Brief
Below are some records. Say how many of their lines include the string "ended", giving only the number.
*** Begin section ***
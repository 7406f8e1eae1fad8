//! SQL Parser
//!
//! A hand-written recursive descent parser with Pratt expression parsing and
//! statement-level error recovery.

mod ddl;
mod error;
mod expr;
mod parser;
mod pratt;
mod query;

use serde::Serialize;

pub use error::SyntaxError;
pub use parser::{MAX_DEPTH, Parser};

use crate::dialect::DialectKind;
use crate::tree::SyntaxTree;

/// Outcome of parsing one source text.
#[derive(Debug, Clone, PartialEq, Eq, Serialize)]
#[serde(tag = "outcome", rename_all = "snake_case")]
pub enum ParseResult {
    /// Every statement parsed.
    Tree(SyntaxTree),
    /// At least one statement was malformed. `partial` holds the recovered
    /// tree in which each malformed region is an `unparsed` node.
    Errors {
        errors: Vec<SyntaxError>,
        partial: SyntaxTree,
    },
}

impl ParseResult {
    /// Returns the complete or partial tree.
    #[must_use]
    pub const fn tree(&self) -> &SyntaxTree {
        match self {
            Self::Tree(tree) | Self::Errors { partial: tree, .. } => tree,
        }
    }

    /// Returns the syntax errors, empty when parsing succeeded.
    #[must_use]
    pub fn errors(&self) -> &[SyntaxError] {
        match self {
            Self::Tree(_) => &[],
            Self::Errors { errors, .. } => errors,
        }
    }

    /// Returns true if no syntax error was recorded.
    #[must_use]
    pub const fn is_ok(&self) -> bool {
        matches!(self, Self::Tree(_))
    }

    /// Splits the result into its tree and errors.
    #[must_use]
    pub fn into_parts(self) -> (SyntaxTree, Vec<SyntaxError>) {
        match self {
            Self::Tree(tree) => (tree, Vec::new()),
            Self::Errors { errors, partial } => (partial, errors),
        }
    }
}

/// Parses `text` with the PostgreSQL dialect.
#[must_use]
pub fn parse(text: &str) -> ParseResult {
    parse_with_dialect(text, DialectKind::Postgres)
}

/// Parses `text` with the given dialect.
#[must_use]
pub fn parse_with_dialect(text: &str, dialect: DialectKind) -> ParseResult {
    let (tree, errors) = Parser::with_dialect(text, dialect.dialect()).parse_script();
    if errors.is_empty() {
        ParseResult::Tree(tree)
    } else {
        ParseResult::Errors {
            errors,
            partial: tree,
        }
    }
}

#[cfg(test)]
mod tests {
    use super::*;
    use crate::tree::NodeKind;

    #[test]
    fn test_parse_ok() {
        let result = parse("CREATE TABLE t (id int);");
        assert!(result.is_ok());
        assert!(result.errors().is_empty());
        assert_eq!(result.tree().statements()[0].kind, NodeKind::CreateTable);
    }

    #[test]
    fn test_parse_errors_keep_partial_tree() {
        let result = parse("SELECT 1; SELEKT 2; SELECT 3");
        assert!(!result.is_ok());
        assert_eq!(result.errors().len(), 1);
        let kinds: Vec<NodeKind> = result.tree().statements().iter().map(|n| n.kind).collect();
        assert_eq!(kinds, vec![NodeKind::Select, NodeKind::Unparsed, NodeKind::Select]);
    }

    #[test]
    fn test_generic_dialect_backticks() {
        let result = parse_with_dialect("SELECT `a b` FROM t", DialectKind::Generic);
        assert!(result.is_ok());
        let result = parse("SELECT `a b` FROM t");
        assert!(!result.is_ok());
    }
}
//! Expressions and data types.

use super::error::SyntaxError;
use super::parser::{PResult, Parser};
use super::pratt::{
    binary_operator, infix_binding_power, postfix_binding_power, prefix_binding_power,
    unary_operator,
};
use crate::lexer::{Keyword, TokenKind};
use crate::tree::{Node, NodeKind};

/// Functions whose arguments are separated by keywords (`FROM`, `FOR`, `IN`).
const KEYWORD_ARG_FUNCTIONS: &[&str] = &["extract", "substring", "position", "trim", "overlay"];

/// First words of multi-word type names.
const MULTI_WORD_TYPES: &[&str] = &["double", "character", "char", "bit", "timestamp", "time", "national"];
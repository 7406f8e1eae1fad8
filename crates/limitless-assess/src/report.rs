//! Assessment report.
//!
//! [`build`] turns per-unit results into an [`AssessmentReport`] with severity
//! counts and a status for every unit and for the whole run. The report
//! serializes to camelCase JSON and renders as plain text via `Display`.

use std::fmt;

use chrono::{DateTime, Utc};
use serde::Serialize;

use crate::finding::Finding;
use crate::rule::Severity;

/// Overall verdict derived from finding severities.
#[derive(Debug, Clone, Copy, PartialEq, Eq, Hash, Serialize)]
#[serde(rename_all = "SCREAMING_SNAKE_CASE")]
pub enum Status {
    /// No BLOCKER or WARNING finding.
    Pass,
    /// WARNING findings only.
    FailWithWarnings,
    /// At least one BLOCKER finding.
    Fail,
}

impl Status {
    /// Derives the status from severity counts.
    #[must_use]
    pub const fn from_counts(counts: &SeverityCounts) -> Self {
        if counts.blocker > 0 {
            Self::Fail
        } else if counts.warning > 0 {
            Self::FailWithWarnings
        } else {
            Self::Pass
        }
    }

    /// Returns the status name as used in reports.
    #[must_use]
    pub const fn as_str(&self) -> &'static str {
        match self {
            Self::Pass => "PASS",
            Self::FailWithWarnings => "FAIL_WITH_WARNINGS",
            Self::Fail => "FAIL",
        }
    }
}

impl fmt::Display for Status {
    fn fmt(&self, f: &mut fmt::Formatter<'_>) -> fmt::Result {
        f.write_str(self.as_str())
    }
}

/// How the assessment of one unit ended.
#[derive(Debug, Clone, Copy, PartialEq, Eq, Hash, Serialize)]
#[serde(rename_all = "SCREAMING_SNAKE_CASE")]
pub enum UnitOutcome {
    /// Parsed and evaluated without syntax errors.
    Assessed,
    /// Evaluated, but some statements could not be parsed.
    SyntaxErrors,
    /// An internal invariant was violated; no findings are reported.
    Failed,
    /// The run deadline passed before the unit was started.
    Timeout,
}

impl UnitOutcome {
    /// Returns the outcome name as used in reports.
    #[must_use]
    pub const fn as_str(&self) -> &'static str {
        match self {
            Self::Assessed => "ASSESSED",
            Self::SyntaxErrors => "SYNTAX_ERRORS",
            Self::Failed => "FAILED",
            Self::Timeout => "TIMEOUT",
        }
    }
}

impl fmt::Display for UnitOutcome {
    fn fmt(&self, f: &mut fmt::Formatter<'_>) -> fmt::Result {
        f.write_str(self.as_str())
    }
}

/// A syntax error located by line and column.
#[derive(Debug, Clone, PartialEq, Eq, Serialize)]
#[serde(rename_all = "camelCase")]
pub struct SyntaxErrorEntry {
    /// The parser's message.
    pub message: String,
    /// 1-based line.
    pub line: usize,
    /// 1-based column.
    pub column: usize,
}

/// The result of assessing one unit, before report assembly.
#[derive(Debug, Clone, PartialEq, Eq)]
pub struct UnitResult {
    /// Unit identifier.
    pub unit_id: String,
    /// How the assessment ended.
    pub outcome: UnitOutcome,
    /// Syntax errors in document order.
    pub syntax_errors: Vec<SyntaxErrorEntry>,
    /// Aggregated findings.
    pub findings: Vec<Finding>,
    /// Number of top-level statements, unparsed regions included.
    pub statements: usize,
    /// Statements with at least one BLOCKER finding.
    pub unsupported_statements: usize,
    /// Why the unit failed, for `FAILED` outcomes.
    pub failure: Option<String>,
}

impl UnitResult {
    /// Creates the result of a unit that was never started.
    #[must_use]
    pub fn timed_out(unit_id: impl Into<String>) -> Self {
        Self::empty(unit_id, UnitOutcome::Timeout, None)
    }

    /// Creates the result of a unit whose assessment broke an invariant.
    #[must_use]
    pub fn failed(unit_id: impl Into<String>, reason: impl Into<String>) -> Self {
        Self::empty(unit_id, UnitOutcome::Failed, Some(reason.into()))
    }

    fn empty(unit_id: impl Into<String>, outcome: UnitOutcome, failure: Option<String>) -> Self {
        Self {
            unit_id: unit_id.into(),
            outcome,
            syntax_errors: Vec::new(),
            findings: Vec::new(),
            statements: 0,
            unsupported_statements: 0,
            failure,
        }
    }
}

/// Finding counts per severity.
#[derive(Debug, Clone, Copy, Default, PartialEq, Eq, Serialize)]
#[serde(rename_all = "camelCase")]
pub struct SeverityCounts {
    #[serde(rename = "blockerCount")]
    pub blocker: usize,
    #[serde(rename = "warningCount")]
    pub warning: usize,
    #[serde(rename = "infoCount")]
    pub info: usize,
}

impl SeverityCounts {
    /// Counts the findings by severity.
    #[must_use]
    pub fn of(findings: &[Finding]) -> Self {
        let mut counts = Self::default();
        for finding in findings {
            match finding.severity {
                Severity::Blocker => counts.blocker += 1,
                Severity::Warning => counts.warning += 1,
                Severity::Info => counts.info += 1,
            }
        }
        counts
    }

    fn add(&mut self, other: Self) {
        self.blocker += other.blocker;
        self.warning += other.warning;
        self.info += other.info;
    }
}

/// Report section for one unit.
#[derive(Debug, Clone, PartialEq, Eq, Serialize)]
#[serde(rename_all = "camelCase")]
pub struct UnitReport {
    pub unit_id: String,
    pub outcome: UnitOutcome,
    pub status: Status,
    #[serde(flatten)]
    pub counts: SeverityCounts,
    pub statements: usize,
    pub unsupported_statements: usize,
    pub syntax_errors: Vec<SyntaxErrorEntry>,
    pub findings: Vec<Finding>,
    #[serde(skip_serializing_if = "Option::is_none")]
    pub failure: Option<String>,
}

/// Run-wide totals.
#[derive(Debug, Clone, PartialEq, Eq, Serialize)]
#[serde(rename_all = "camelCase")]
pub struct Summary {
    #[serde(flatten)]
    pub counts: SeverityCounts,
    pub status: Status,
    pub units: usize,
    pub statements: usize,
    pub unsupported_statements: usize,
}

/// Facts about the run that vary between identical runs.
#[derive(Debug, Clone, PartialEq, Eq, Serialize)]
#[serde(rename_all = "camelCase")]
pub struct RunMetadata {
    pub catalog_version: String,
    pub started_at: DateTime<Utc>,
    pub elapsed_ms: u64,
}

/// The complete assessment.
#[derive(Debug, Clone, PartialEq, Eq, Serialize)]
#[serde(rename_all = "camelCase")]
pub struct AssessmentReport {
    pub summary: Summary,
    pub units: Vec<UnitReport>,
    #[serde(skip_serializing_if = "Option::is_none")]
    pub metadata: Option<RunMetadata>,
}

impl AssessmentReport {
    /// Attaches run metadata.
    #[must_use]
    pub fn with_metadata(mut self, metadata: RunMetadata) -> Self {
        self.metadata = Some(metadata);
        self
    }

    /// Returns the overall status.
    #[must_use]
    pub const fn status(&self) -> Status {
        self.summary.status
    }

    /// Iterates over every finding of every unit, in report order.
    pub fn findings(&self) -> impl Iterator<Item = &Finding> {
        self.units.iter().flat_map(|unit| unit.findings.iter())
    }
}

/// Assembles a report from unit results, keeping their order.
#[must_use]
pub fn build(units: Vec<UnitResult>) -> AssessmentReport {
    let mut totals = SeverityCounts::default();
    let mut statements = 0;
    let mut unsupported_statements = 0;

    let units: Vec<UnitReport> = units
        .into_iter()
        .map(|unit| {
            let counts = SeverityCounts::of(&unit.findings);
            totals.add(counts);
            statements += unit.statements;
            unsupported_statements += unit.unsupported_statements;
            UnitReport {
                unit_id: unit.unit_id,
                outcome: unit.outcome,
                status: Status::from_counts(&counts),
                counts,
                statements: unit.statements,
                unsupported_statements: unit.unsupported_statements,
                syntax_errors: unit.syntax_errors,
                findings: unit.findings,
                failure: unit.failure,
            }
        })
        .collect();

    AssessmentReport {
        summary: Summary {
            counts: totals,
            status: Status::from_counts(&totals),
            units: units.len(),
            statements,
            unsupported_statements,
        },
        units,
        metadata: None,
    }
}

impl fmt::Display for AssessmentReport {
    fn fmt(&self, f: &mut fmt::Formatter<'_>) -> fmt::Result {
        for unit in &self.units {
            writeln!(f, "{} [{}] {}", unit.unit_id, unit.outcome, unit.status)?;
            if let Some(failure) = &unit.failure {
                writeln!(f, "  failure: {failure}")?;
            }
            for error in &unit.syntax_errors {
                writeln!(
                    f,
                    "  {}:{}: syntax error: {}",
                    error.line, error.column, error.message
                )?;
            }
            for finding in &unit.findings {
                writeln!(
                    f,
                    "  {}:{}: {} [{}] {}",
                    finding.line, finding.column, finding.severity, finding.rule_id, finding.message
                )?;
            }
        }

        let summary = &self.summary;
        writeln!(
            f,
            "{} unit(s), {} statement(s), {} unsupported",
            summary.units, summary.statements, summary.unsupported_statements
        )?;
        writeln!(
            f,
            "{} blocker(s), {} warning(s), {} info",
            summary.counts.blocker, summary.counts.warning, summary.counts.info
        )?;
        if let Some(metadata) = &self.metadata {
            writeln!(
                f,
                "catalog {} | started {} | {} ms",
                metadata.catalog_version,
                metadata.started_at.to_rfc3339(),
                metadata.elapsed_ms
            )?;
        }
        write!(f, "status: {}", summary.status)
    }
}
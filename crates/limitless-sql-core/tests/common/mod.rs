#![allow(dead_code)]

use limitless_sql_core::{Node, NodeKind, SyntaxError, SyntaxTree, parse};

pub fn parse_tree(sql: &str) -> SyntaxTree {
    let result = parse(sql);
    assert!(
        result.is_ok(),
        "Failed to parse: {sql}\nErrors: {:?}",
        result.errors()
    );
    assert_well_formed(result.tree());
    result.into_parts().0
}

pub fn parse_statement(sql: &str) -> Node {
    parse_tree(sql)
        .into_root()
        .children
        .into_iter()
        .next()
        .unwrap_or_else(|| panic!("No statement in: {sql}"))
}

pub fn parse_err(sql: &str) -> (SyntaxTree, Vec<SyntaxError>) {
    let result = parse(sql);
    assert!(!result.is_ok(), "Expected parse error for: {sql}");
    assert_well_formed(result.tree());
    result.into_parts()
}

/// Values of every node of `kind` below `node`, in document order.
pub fn values(node: &Node, kind: NodeKind) -> Vec<String> {
    node.walk()
        .filter(|(n, _)| n.kind == kind)
        .filter_map(|(n, _)| n.value.clone())
        .collect()
}

pub fn count(node: &Node, kind: NodeKind) -> usize {
    node.walk().filter(|(n, _)| n.kind == kind).count()
}

/// Asserts that children lie within their parent and that siblings appear
/// in document order without overlapping.
pub fn assert_well_formed(tree: &SyntaxTree) {
    check_node(tree.root());
}

fn check_node(node: &Node) {
    assert!(node.span.start <= node.span.end, "inverted span in {node:?}");
    let mut previous_end = node.span.start;
    for child in &node.children {
        assert!(
            node.span.contains(child.span),
            "{} {:?} escapes parent {} {:?}",
            child.kind,
            child.span,
            node.kind,
            node.span
        );
        assert!(
            child.span.start >= previous_end,
            "{} {:?} overlaps its previous sibling in {}",
            child.kind,
            child.span,
            node.kind
        );
        previous_end = child.span.end;
        check_node(child);
    }
}
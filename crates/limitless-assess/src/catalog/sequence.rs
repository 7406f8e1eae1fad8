//! Capacity check for distributed sequences.
//!
//! A distributed sequence hands out chunks of values to each router. The
//! chunk size is derived from the sequence range and capped at
//! `max_chunk`; the sequence is rejected when its range is too small to
//! split, when its cache exceeds a chunk, or when the first chunk boundary
//! falls outside the range of its data type.

use limitless_sql_core::{Node, NodeKind};
use serde::Deserialize;

use crate::error::RuleFault;

/// Router layout assumed by the capacity check.
#[derive(Debug, Clone, Copy, PartialEq, Eq, Deserialize)]
#[serde(default)]
pub struct SequenceLimits {
    /// Number of routers sharing the sequence.
    pub routers: i64,
    /// Largest chunk handed to a router.
    pub max_chunk: i64,
    /// Smallest sequence range that can be distributed.
    pub min_size: i64,
}

impl Default for SequenceLimits {
    fn default() -> Self {
        Self {
            routers: 2,
            max_chunk: 250_000,
            min_size: 16,
        }
    }
}

#[derive(Debug, Default)]
struct Options {
    data_type: Option<String>,
    increment: Option<i128>,
    min: Option<i128>,
    max: Option<i128>,
    start: Option<i128>,
    cache: Option<i128>,
}

impl Options {
    fn collect(node: &Node) -> Result<Self, RuleFault> {
        let mut options = Self::default();
        for option in node.children_of(NodeKind::SequenceOption) {
            let name = option.value().unwrap_or_default();
            match name {
                "AS" => {
                    options.data_type = option
                        .child(NodeKind::DataType)
                        .and_then(Node::value)
                        .map(str::to_string);
                }
                "INCREMENT" => options.increment = Some(argument(option, name)?),
                "MINVALUE" => options.min = Some(argument(option, name)?),
                "MAXVALUE" => options.max = Some(argument(option, name)?),
                "START" => options.start = Some(argument(option, name)?),
                "CACHE" => options.cache = Some(argument(option, name)?),
                _ => {}
            }
        }
        Ok(options)
    }
}

fn argument(option: &Node, name: &str) -> Result<i128, RuleFault> {
    let text = option
        .child(NodeKind::Literal)
        .and_then(Node::value)
        .ok_or_else(|| RuleFault::MissingArgument(name.to_string()))?;
    text.parse().map_err(|_| RuleFault::InvalidNumber {
        option: name.to_string(),
        value: text.to_string(),
    })
}

/// Returns the value range of a sequence data type.
fn type_range(data_type: &str) -> (i128, i128) {
    match data_type {
        "smallint" | "int2" => (i16::MIN.into(), i16::MAX.into()),
        "int" | "integer" | "int4" => (i32::MIN.into(), i32::MAX.into()),
        _ => (i64::MIN.into(), i64::MAX.into()),
    }
}

/// Checks a `create_sequence` node and returns the reason it cannot be
/// distributed, if any.
///
/// Unspecified bounds follow PostgreSQL: ascending sequences run from 1 to
/// the type maximum, descending ones from -1 down to the type minimum, and
/// start at the bound they move away from.
///
/// # Errors
///
/// Returns a `RuleFault` if the node is not a sequence definition, an option
/// argument is not an integer, or the limits are not positive.
pub fn check_capacity(node: &Node, limits: &SequenceLimits) -> Result<Option<String>, RuleFault> {
    if node.kind != NodeKind::CreateSequence {
        return Err(RuleFault::WrongTarget {
            expected: NodeKind::CreateSequence,
            found: node.kind,
        });
    }
    if limits.routers <= 0 || limits.max_chunk <= 0 {
        return Err(RuleFault::InvalidCheck(
            "routers and max_chunk must be positive".to_string(),
        ));
    }

    let options = Options::collect(node)?;
    let data_type = options.data_type.as_deref().unwrap_or("bigint");
    let (type_min, type_max) = type_range(data_type);
    let routers = i128::from(limits.routers);

    let increment = options.increment.unwrap_or(1);
    if increment == 0 {
        return Ok(Some("INCREMENT must not be zero".to_string()));
    }
    let ascending = increment > 0;
    let min = options.min.unwrap_or(if ascending { 1 } else { type_min });
    let max = options.max.unwrap_or(if ascending { type_max } else { -1 });
    let start = options.start.unwrap_or(if ascending { min } else { max });
    let size = if ascending {
        max - start + 1
    } else {
        start - min + 1
    }
    .max(0);

    let chunk = (size / (2 * routers) / 2).min(i128::from(limits.max_chunk));
    let boundary = increment * chunk;

    let problem = if size < i128::from(limits.min_size) {
        Some(format!(
            "Not enough values to create distributed sequence. The sequence must hold more \
             than 2 * chunk_size * increment * routers values \
             (chunk_size={chunk}, increment={increment}, routers={routers})"
        ))
    } else if options.cache.unwrap_or(1) > chunk {
        Some(format!(
            "CACHE parameter must be less than chunk size: {chunk}"
        ))
    } else if !ascending && boundary < type_min {
        Some(format!(
            "MINVALUE ({boundary}) is out of range for sequence data type {data_type}"
        ))
    } else if ascending && boundary > type_max {
        Some(format!(
            "MAXVALUE ({boundary}) is out of range for sequence data type {data_type}"
        ))
    } else {
        None
    };
    Ok(problem)
}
*** End section ***
Reply
2